Exercise directions -
When you reach the line containing "filename src/handlers/inventory.rs" in the entries below, begin reproducing lines exactly, and stop once the line containing "use crate::handlers::common;" is done.

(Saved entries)
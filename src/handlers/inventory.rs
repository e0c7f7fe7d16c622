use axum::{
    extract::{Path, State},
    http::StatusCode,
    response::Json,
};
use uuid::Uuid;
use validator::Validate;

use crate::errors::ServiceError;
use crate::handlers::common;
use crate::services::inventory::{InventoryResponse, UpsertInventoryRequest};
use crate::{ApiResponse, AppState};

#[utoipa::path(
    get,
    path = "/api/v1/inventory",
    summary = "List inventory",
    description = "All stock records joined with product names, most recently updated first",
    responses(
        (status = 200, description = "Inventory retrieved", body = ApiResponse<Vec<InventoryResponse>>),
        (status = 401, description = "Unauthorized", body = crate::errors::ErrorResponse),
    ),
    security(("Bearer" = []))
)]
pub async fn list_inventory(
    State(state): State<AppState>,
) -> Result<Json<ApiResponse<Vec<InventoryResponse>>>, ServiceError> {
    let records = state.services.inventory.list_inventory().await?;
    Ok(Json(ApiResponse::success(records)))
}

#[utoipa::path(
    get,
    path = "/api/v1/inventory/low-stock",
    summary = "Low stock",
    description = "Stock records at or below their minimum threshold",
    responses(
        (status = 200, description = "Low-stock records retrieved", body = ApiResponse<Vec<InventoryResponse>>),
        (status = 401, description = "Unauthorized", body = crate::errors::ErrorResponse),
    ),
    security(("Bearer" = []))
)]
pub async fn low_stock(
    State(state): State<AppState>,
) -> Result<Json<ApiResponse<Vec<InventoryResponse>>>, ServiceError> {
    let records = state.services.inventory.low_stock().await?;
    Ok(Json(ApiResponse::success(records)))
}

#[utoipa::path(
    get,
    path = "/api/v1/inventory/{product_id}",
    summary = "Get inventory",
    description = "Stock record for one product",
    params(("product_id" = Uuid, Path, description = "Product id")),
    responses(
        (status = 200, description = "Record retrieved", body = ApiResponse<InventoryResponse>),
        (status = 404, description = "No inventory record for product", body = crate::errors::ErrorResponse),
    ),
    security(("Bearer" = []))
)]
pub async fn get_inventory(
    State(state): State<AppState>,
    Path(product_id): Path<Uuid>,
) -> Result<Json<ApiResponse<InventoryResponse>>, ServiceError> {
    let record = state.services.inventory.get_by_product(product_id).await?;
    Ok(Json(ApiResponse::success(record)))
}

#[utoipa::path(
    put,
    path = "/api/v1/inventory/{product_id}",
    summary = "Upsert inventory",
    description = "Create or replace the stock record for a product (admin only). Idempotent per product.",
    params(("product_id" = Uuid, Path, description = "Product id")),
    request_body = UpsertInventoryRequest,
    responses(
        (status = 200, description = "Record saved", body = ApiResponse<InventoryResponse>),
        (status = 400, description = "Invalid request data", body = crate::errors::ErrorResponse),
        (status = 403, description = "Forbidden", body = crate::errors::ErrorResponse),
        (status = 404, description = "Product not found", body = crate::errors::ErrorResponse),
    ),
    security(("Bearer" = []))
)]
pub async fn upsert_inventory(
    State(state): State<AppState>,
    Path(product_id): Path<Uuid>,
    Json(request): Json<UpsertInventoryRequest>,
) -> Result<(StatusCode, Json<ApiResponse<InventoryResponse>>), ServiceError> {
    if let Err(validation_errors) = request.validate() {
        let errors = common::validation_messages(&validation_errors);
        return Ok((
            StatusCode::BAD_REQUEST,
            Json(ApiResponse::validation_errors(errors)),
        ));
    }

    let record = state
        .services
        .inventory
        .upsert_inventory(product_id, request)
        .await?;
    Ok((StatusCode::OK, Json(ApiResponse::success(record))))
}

==

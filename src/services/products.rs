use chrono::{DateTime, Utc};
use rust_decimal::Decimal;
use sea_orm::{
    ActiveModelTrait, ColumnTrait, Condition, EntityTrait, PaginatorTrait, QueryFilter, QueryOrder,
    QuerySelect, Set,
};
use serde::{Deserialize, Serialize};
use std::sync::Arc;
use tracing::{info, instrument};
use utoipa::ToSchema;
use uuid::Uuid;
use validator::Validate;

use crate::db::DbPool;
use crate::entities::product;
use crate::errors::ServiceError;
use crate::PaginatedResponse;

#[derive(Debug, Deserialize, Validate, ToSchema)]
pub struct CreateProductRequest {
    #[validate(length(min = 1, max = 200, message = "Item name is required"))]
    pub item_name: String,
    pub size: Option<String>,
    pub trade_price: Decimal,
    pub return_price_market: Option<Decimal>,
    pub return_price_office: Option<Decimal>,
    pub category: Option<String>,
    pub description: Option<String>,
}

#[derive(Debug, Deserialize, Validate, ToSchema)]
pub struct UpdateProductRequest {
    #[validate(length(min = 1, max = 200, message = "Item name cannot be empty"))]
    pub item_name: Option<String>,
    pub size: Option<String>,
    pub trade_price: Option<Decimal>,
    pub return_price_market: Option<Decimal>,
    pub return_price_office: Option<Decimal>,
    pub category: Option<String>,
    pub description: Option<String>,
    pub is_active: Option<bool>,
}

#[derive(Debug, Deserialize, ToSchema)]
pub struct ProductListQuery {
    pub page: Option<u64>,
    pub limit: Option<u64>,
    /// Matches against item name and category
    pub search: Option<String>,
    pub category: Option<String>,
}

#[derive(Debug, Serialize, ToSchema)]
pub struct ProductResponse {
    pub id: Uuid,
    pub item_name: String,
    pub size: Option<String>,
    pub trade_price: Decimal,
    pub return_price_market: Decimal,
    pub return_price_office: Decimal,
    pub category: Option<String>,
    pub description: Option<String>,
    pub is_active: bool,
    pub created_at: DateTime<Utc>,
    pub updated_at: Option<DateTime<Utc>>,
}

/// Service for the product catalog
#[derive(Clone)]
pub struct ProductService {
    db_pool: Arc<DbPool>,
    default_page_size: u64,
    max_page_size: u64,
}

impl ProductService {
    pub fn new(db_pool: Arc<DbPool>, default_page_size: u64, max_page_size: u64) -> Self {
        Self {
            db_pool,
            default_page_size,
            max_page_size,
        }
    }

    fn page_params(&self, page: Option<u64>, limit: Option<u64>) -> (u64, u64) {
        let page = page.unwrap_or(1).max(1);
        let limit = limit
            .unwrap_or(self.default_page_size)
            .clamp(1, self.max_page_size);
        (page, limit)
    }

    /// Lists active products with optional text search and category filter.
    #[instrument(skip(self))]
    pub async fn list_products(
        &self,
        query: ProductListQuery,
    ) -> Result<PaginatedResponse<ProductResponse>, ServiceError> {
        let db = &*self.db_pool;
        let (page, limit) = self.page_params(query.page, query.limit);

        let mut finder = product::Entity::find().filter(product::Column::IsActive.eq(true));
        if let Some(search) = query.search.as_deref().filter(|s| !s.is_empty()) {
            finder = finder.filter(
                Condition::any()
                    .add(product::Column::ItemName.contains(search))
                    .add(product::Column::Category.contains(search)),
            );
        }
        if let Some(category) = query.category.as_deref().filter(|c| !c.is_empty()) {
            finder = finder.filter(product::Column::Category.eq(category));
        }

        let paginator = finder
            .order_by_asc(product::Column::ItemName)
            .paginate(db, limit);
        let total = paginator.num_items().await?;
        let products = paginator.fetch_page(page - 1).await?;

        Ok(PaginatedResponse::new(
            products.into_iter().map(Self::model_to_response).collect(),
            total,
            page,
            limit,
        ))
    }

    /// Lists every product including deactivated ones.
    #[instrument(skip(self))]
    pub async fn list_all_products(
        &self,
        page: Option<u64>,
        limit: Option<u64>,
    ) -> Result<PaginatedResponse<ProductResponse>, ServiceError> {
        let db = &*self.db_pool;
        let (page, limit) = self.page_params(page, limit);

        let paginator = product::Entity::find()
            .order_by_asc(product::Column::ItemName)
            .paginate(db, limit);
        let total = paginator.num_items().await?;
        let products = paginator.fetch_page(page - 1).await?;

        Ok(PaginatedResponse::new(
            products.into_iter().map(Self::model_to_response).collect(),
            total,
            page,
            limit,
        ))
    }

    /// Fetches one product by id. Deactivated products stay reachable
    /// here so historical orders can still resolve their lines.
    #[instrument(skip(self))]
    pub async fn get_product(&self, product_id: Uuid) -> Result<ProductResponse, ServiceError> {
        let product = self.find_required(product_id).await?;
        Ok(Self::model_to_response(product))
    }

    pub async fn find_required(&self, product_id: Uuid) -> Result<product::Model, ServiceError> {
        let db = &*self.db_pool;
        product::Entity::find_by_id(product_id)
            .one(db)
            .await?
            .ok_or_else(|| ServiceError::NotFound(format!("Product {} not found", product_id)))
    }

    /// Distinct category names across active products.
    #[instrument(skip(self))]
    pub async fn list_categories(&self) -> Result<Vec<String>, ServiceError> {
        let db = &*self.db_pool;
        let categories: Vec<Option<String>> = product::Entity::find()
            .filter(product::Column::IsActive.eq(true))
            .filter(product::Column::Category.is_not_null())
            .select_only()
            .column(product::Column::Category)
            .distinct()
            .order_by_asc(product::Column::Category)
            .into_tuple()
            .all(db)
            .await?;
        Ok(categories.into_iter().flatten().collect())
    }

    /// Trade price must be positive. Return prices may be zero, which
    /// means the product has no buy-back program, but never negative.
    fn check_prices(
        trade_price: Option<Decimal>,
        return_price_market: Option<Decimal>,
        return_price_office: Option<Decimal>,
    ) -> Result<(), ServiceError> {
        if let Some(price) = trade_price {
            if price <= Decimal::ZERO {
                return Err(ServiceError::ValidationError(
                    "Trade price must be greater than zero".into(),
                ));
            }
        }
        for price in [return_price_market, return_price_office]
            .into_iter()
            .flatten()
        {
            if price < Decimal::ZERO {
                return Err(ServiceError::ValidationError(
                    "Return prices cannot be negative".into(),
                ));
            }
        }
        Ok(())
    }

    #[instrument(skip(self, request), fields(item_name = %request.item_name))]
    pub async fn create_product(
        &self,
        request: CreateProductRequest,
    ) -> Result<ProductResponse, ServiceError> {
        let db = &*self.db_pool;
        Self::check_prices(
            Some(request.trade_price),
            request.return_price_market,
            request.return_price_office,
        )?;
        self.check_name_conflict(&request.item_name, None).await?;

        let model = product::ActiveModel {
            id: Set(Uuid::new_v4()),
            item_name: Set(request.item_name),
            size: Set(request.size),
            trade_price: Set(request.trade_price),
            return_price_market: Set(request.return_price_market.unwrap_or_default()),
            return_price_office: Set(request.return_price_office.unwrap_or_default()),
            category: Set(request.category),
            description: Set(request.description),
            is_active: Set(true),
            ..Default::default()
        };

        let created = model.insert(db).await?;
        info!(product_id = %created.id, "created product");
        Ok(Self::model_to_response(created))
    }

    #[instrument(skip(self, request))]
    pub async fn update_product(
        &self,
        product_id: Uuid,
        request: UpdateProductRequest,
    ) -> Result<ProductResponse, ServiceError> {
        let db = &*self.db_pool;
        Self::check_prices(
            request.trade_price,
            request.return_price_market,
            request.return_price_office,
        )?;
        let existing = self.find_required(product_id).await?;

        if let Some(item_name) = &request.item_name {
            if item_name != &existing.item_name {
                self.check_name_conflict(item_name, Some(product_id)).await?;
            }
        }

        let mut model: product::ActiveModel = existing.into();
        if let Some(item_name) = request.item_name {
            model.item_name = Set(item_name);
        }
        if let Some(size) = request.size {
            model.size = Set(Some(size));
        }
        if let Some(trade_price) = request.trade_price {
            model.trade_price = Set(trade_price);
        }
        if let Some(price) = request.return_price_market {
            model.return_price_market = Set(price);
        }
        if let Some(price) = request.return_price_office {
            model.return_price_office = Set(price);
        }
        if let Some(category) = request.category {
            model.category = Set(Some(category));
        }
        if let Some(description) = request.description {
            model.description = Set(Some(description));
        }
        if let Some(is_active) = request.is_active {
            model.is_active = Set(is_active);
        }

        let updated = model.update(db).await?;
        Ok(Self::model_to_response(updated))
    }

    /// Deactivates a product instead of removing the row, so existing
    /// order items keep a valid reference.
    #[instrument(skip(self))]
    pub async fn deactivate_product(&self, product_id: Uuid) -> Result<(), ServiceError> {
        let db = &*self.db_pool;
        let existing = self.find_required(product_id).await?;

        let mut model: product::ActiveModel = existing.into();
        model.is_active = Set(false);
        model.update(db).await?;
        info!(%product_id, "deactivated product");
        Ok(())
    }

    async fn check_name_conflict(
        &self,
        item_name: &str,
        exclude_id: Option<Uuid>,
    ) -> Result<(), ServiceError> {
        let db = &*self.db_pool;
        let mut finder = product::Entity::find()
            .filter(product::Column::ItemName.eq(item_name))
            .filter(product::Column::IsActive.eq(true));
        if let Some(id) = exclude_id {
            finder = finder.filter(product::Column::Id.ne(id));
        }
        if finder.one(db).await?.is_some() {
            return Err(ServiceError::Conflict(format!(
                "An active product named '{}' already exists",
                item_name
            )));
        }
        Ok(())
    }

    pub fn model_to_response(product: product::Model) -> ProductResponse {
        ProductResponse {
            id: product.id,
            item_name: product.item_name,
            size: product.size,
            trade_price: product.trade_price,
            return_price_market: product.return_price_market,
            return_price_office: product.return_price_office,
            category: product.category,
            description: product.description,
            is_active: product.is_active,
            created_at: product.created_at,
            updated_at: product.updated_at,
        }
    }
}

--

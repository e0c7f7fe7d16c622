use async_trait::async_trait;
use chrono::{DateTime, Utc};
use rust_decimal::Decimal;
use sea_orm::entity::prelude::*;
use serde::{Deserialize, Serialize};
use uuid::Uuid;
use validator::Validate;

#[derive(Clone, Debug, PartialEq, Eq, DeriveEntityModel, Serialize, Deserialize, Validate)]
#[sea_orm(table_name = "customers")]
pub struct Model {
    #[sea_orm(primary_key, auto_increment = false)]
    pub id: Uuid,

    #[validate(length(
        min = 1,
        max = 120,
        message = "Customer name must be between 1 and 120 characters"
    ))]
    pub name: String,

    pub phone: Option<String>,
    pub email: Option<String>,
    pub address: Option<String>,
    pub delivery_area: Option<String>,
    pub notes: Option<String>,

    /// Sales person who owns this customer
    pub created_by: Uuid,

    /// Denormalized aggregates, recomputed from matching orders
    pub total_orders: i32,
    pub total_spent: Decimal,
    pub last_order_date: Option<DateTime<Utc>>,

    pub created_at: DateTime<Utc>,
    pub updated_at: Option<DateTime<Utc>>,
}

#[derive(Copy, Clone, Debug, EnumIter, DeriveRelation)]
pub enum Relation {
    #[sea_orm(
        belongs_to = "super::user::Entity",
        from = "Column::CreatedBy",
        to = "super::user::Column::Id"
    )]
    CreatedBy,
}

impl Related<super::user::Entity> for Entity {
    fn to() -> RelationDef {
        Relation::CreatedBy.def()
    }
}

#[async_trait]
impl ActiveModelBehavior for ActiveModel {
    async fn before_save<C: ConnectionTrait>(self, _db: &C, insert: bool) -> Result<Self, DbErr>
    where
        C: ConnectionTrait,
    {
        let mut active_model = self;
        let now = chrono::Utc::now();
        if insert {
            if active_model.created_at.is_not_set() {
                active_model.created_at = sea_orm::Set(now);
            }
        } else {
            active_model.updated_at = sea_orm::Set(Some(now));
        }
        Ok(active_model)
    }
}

Response -
filename src/handlers/inventory.rs
repository e0c7f7fe7d16c622
use axum::{
    extract::{Path, State},
    http::StatusCode,
    response::Json,
};
use uuid::Uuid;
use validator::Validate;

use crate::errors::ServiceError;
use crate::handlers::common;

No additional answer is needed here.